→ **Task prompt**
Go over the data and keep only the lines that include "sequences".

-------- Data extracts

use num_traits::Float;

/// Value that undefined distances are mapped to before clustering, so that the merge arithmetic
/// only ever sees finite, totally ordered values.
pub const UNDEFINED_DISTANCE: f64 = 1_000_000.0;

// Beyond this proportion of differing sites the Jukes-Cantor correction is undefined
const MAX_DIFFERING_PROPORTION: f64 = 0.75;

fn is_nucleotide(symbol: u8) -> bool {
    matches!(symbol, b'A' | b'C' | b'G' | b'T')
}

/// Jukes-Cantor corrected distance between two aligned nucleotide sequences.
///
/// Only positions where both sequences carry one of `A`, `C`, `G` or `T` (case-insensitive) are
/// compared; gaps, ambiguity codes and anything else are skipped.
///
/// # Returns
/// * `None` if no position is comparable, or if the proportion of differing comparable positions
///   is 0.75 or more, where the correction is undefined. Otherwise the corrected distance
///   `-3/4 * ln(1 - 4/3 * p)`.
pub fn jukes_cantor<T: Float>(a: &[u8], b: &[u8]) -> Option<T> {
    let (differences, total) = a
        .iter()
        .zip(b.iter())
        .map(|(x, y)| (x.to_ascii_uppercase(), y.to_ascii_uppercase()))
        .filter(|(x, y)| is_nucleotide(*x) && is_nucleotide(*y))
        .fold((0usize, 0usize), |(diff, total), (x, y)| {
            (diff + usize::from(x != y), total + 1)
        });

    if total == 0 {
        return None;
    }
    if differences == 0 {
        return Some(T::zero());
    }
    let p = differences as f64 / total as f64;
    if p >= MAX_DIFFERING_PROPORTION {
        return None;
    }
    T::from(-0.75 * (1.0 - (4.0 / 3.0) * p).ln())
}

----------------
-------- Data extracts

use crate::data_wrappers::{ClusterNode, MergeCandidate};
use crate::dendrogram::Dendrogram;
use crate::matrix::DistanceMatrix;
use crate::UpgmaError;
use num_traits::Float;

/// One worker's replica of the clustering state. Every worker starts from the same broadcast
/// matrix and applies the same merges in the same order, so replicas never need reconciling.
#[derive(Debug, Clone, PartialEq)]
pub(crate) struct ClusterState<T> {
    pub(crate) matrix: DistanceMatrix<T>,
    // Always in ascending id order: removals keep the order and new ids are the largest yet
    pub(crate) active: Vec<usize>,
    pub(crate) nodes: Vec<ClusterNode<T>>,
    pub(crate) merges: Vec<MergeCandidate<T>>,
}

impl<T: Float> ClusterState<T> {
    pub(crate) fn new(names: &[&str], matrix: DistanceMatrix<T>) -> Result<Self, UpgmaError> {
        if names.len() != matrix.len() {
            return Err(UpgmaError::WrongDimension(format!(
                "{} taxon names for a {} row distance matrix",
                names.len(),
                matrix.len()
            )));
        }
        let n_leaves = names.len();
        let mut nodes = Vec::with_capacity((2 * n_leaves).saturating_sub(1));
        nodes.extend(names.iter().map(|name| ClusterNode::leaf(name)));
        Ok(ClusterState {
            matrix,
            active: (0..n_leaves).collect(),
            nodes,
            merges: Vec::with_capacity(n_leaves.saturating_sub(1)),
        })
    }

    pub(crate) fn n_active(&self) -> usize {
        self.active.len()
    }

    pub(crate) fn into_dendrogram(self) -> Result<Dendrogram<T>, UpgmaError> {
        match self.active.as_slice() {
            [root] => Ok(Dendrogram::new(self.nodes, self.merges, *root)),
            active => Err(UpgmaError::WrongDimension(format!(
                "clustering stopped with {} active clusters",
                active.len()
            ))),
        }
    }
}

----------------

→ **Answer for the task**
/// Jukes-Cantor corrected distance between two aligned nucleotide sequences.
/// Only positions where both sequences carry one of `A`, `C`, `G` or `T` (case-insensitive) are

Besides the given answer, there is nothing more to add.